INSTRUCTIONS TO FOLLOW:
Return, from the listing below, each line where the word "Future" appears.
************
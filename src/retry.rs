//! Retries one remote call under a provider-specific error classification.

use std::future::Future;
use std::time::Duration;
use tracing::debug;

use crate::error::{Error, Result};

/// How a provider-specific classifier judges a failed call.
#[derive(Debug, Clone, Copy, PartialEq, Eq)]
pub enum ErrorClass {
    /// Provider throttled us; wait and try again.
    RateLimited,
    /// Timeout or connection trouble; wait and try again.
    Transient,
    /// Provider says "no data for this query" — a successful empty result.
    RecoverableEmpty,
    /// Not worth retrying.
    Fatal,
}

#[derive(Debug, Clone, Copy)]
pub struct RetryPolicy {
    pub max_attempts: usize,
    pub delay: Duration,
}

impl RetryPolicy {
    pub const fn new(max_attempts: usize, delay: Duration) -> Self {
        RetryPolicy {
            max_attempts,
            delay,
        }
    }

    /// Block-explorer APIs (btc.com) throttle hard; give up quickly.
    pub const fn block_explorer() -> Self {
        RetryPolicy::new(5, Duration::from_secs(1))
    }

    /// Chain-explorer APIs (Etherscan, BscScan) throttle per second and
    /// recover reliably; keep trying for a long time.
    pub const fn chain_explorer() -> Self {
        RetryPolicy::new(999, Duration::from_secs(1))
    }

    /// Runs `op` until it succeeds, fails fatally, or the policy is
    /// exhausted. `Ok(None)` means the provider signalled a recoverable
    /// empty result.
    pub async fn attempt<T, F, Fut, C>(
        &self,
        provider: &'static str,
        mut op: F,
        classify: C,
    ) -> Result<Option<T>>
    where
        F: FnMut() -> Fut,
        Fut: Future<Output = Result<T>>,
        C: Fn(&Error) -> ErrorClass,
    {
        let mut attempts = 0;
        loop {
            attempts += 1;
            let err = match op().await {
                Ok(value) => return Ok(Some(value)),
                Err(err) => err,
            };

            match classify(&err) {
                ErrorClass::RecoverableEmpty => {
                    debug!(provider, error = %err, "treating reply as empty result");
                    return Ok(None);
                }
                ErrorClass::Fatal => return Err(err),
                class @ (ErrorClass::RateLimited | ErrorClass::Transient) => {
                    if attempts >= self.max_attempts {
                        return Err(Error::RetryExhausted { provider, attempts });
                    }
                    debug!(
                        provider,
                        attempts,
                        ?class,
                        delay_ms = self.delay.as_millis() as u64,
                        "retrying after delay"
                    );
                    tokio::time::sleep(self.delay).await;
                }
            }
        }
    }
}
************
SOLUTION FOR THIS EXERCISE:
use std::future::Future;
        Fut: Future<Output = Result<T>>,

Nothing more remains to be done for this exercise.